Después de un largo y doloroso periplo vital en 2012 se mudó a Basauri, en Vizcaya. Luego conoció a Borja, que tenía tres hijos, a los que los servicios sociales los internan en una institución de Ugao. «Los vimos primero en puntos de encuentro, luego vigilados y después les dejaban salir», recuerda. «Son tres niños. Uno de 18 meses, la niña de dos añitos y el mayor de siete». En diciembre de ese año, se los devuelven, asegura Lydia. «Los niños lo pasaron mal».

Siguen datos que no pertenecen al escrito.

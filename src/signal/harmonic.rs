//! Harmonic generation and moving-average smoothing.

use super::SignalError;
use rayon::prelude::*;
use std::f64::consts::PI;

/// Samples per second of the demo time base.
pub const SAMPLE_RATE: usize = 1000;
/// Length of the demo time base in seconds.
pub const DURATION_SECS: usize = 10;

/// Evenly spaced sample instants, endpoints included.
#[derive(Debug, Clone, PartialEq)]
pub struct TimeBase {
    samples: Vec<f64>,
}

impl TimeBase {
    pub fn linspace(start: f64, end: f64, count: usize) -> Self {
        let samples = match count {
            0 => Vec::new(),
            1 => vec![start],
            _ => {
                let step = (end - start) / (count - 1) as f64;
                let mut samples: Vec<f64> = (0..count).map(|i| start + i as f64 * step).collect();
                samples[count - 1] = end;
                samples
            }
        };
        Self { samples }
    }

    /// 10 000 samples over [0, 10] s.
    pub fn standard() -> Self {
        Self::linspace(0.0, DURATION_SECS as f64, SAMPLE_RATE * DURATION_SECS)
    }

    pub fn len(&self) -> usize {
        self.samples.len()
    }

    pub fn is_empty(&self) -> bool {
        self.samples.is_empty()
    }

    pub fn as_slice(&self) -> &[f64] {
        &self.samples
    }
}

/// `amplitude * sin(2π·frequency·t + phase)` over the time base.
pub fn generate_harmonic(time: &TimeBase, amplitude: f64, frequency: f64, phase: f64) -> Vec<f64> {
    time.as_slice()
        .iter()
        .map(|&t| amplitude * (2.0 * PI * frequency * t + phase).sin())
        .collect()
}

/// Uniform-kernel moving average with same-length output.
///
/// Equivalent to a "same" mode convolution with a kernel of `window` ones
/// divided by `window`: the kernel is centered and the edges see a
/// zero-padded partial overlap. `window` must be in `1..=signal.len()`.
pub fn moving_average(signal: &[f64], window: usize) -> Result<Vec<f64>, SignalError> {
    let len = signal.len();
    if window == 0 || window > len {
        return Err(SignalError::InvalidWindow { window, len });
    }

    // Offset of the "same" slice inside the full convolution
    let start = (window - 1) / 2;
    let scale = window as f64;

    let smoothed = (0..len)
        .into_par_iter()
        .map(|i| {
            let n = i + start;
            let lo = n.saturating_sub(window - 1);
            let hi = n.min(len - 1);
            signal[lo..=hi].iter().sum::<f64>() / scale
        })
        .collect();

    Ok(smoothed)
}

#[cfg(test)]
mod tests {
    use super::*;
    use approx::assert_relative_eq;

    #[test]
    fn standard_time_base_spans_ten_seconds() {
        let time = TimeBase::standard();
        assert_eq!(time.len(), 10_000);
        assert_eq!(time.as_slice()[0], 0.0);
        assert_eq!(time.as_slice()[9_999], 10.0);
        assert_relative_eq!(time.as_slice()[1], 10.0 / 9_999.0, epsilon = 1e-12);
    }

    #[test]
    fn harmonic_is_deterministic() {
        let time = TimeBase::standard();
        let a = generate_harmonic(&time, 2.0, 1.5, 0.3);
        let b = generate_harmonic(&time, 2.0, 1.5, 0.3);
        assert_eq!(a, b);
    }

    #[test]
    fn phase_shift_of_two_pi_is_identity() {
        let time = TimeBase::standard();
        let base = generate_harmonic(&time, 1.3, 2.2, 0.4);
        let shifted = generate_harmonic(&time, 1.3, 2.2, 0.4 + 2.0 * PI);
        for (x, y) in base.iter().zip(&shifted) {
            assert_relative_eq!(*x, *y, epsilon = 1e-9);
        }
    }

    #[test]
    fn harmonic_matches_closed_form() {
        let time = TimeBase::linspace(0.0, 1.0, 5);
        let y = generate_harmonic(&time, 3.0, 1.0, 0.0);
        assert_relative_eq!(y[1], 3.0, epsilon = 1e-12); // t = 0.25
        assert_relative_eq!(y[2], 0.0, epsilon = 1e-12);
        assert_relative_eq!(y[3], -3.0, epsilon = 1e-12);
    }

    #[test]
    fn window_one_is_identity() {
        let signal = vec![0.3, -1.7, 2.5, 4.0, 0.0];
        assert_eq!(moving_average(&signal, 1).unwrap(), signal);
    }

    #[test]
    fn preserves_length_for_all_valid_windows() {
        let signal: Vec<f64> = (0..37).map(|i| (i as f64 * 0.7).sin()).collect();
        for window in 1..=signal.len() {
            assert_eq!(moving_average(&signal, window).unwrap().len(), signal.len());
        }
    }

    #[test]
    fn matches_same_mode_convolution_odd_window() {
        // np.convolve([1, 2, 3, 4, 5], ones(3)/3, mode='same')
        let out = moving_average(&[1.0, 2.0, 3.0, 4.0, 5.0], 3).unwrap();
        let expected = [1.0, 2.0, 3.0, 4.0, 3.0];
        for (o, e) in out.iter().zip(expected) {
            assert_relative_eq!(*o, e, epsilon = 1e-12);
        }
    }

    #[test]
    fn matches_same_mode_convolution_even_window() {
        // np.convolve([1, 2, 3, 4, 5], ones(4)/4, mode='same')
        let out = moving_average(&[1.0, 2.0, 3.0, 4.0, 5.0], 4).unwrap();
        let expected = [0.75, 1.5, 2.5, 3.5, 3.0];
        for (o, e) in out.iter().zip(expected) {
            assert_relative_eq!(*o, e, epsilon = 1e-12);
        }
    }

    #[test]
    fn window_equal_to_length_is_accepted() {
        let out = moving_average(&[2.0, 2.0, 2.0], 3).unwrap();
        assert_relative_eq!(out[1], 2.0, epsilon = 1e-12);
        assert_relative_eq!(out[0], 4.0 / 3.0, epsilon = 1e-12);
    }

    #[test]
    fn rejects_zero_and_oversized_windows() {
        let signal = [1.0, 2.0, 3.0];
        assert!(matches!(
            moving_average(&signal, 0),
            Err(SignalError::InvalidWindow { window: 0, len: 3 })
        ));
        assert!(matches!(
            moving_average(&signal, 4),
            Err(SignalError::InvalidWindow { window: 4, len: 3 })
        ));
    }
}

En febrero de 2020 ella fue a visitar a Cáceres su madre, con la que mantiene una relación distante. Acababa de tener un hijo con Borja y quería que lo conociera. Llegó la pandemia y el confinamiento. Mientras ella estaba en el sur, los servicios sociales volvieron a llevarse a los tres niños de Borja. Desde la primera tutela, estaban bajo supervisión. Ambos podían visitar a los niños una vez al mes, mientras se resolvía la petición de reintegrar a la familia y se se seguía, con dificultades, el plan de reagrupación de los servicios sociales de Vizcaya. «Él se ahorcó el día que teníamos visita, el 12 de diciembre», recuerda Lydia. «He seguido la lucha sola. Me han denegado el acogimiento familiar. Han usado mi pasado...». Su caso está en los juzgados. Espera la visa oral que ha sido retrasada hasta septiembre

M. J. y Lydia alzan sus voces para descubrir una situación oculta que les destroza y que afecta a varias generaciones de mujeres en situación de vulnerabilidad y desventaja social, indefensas ante la burocracia institucional.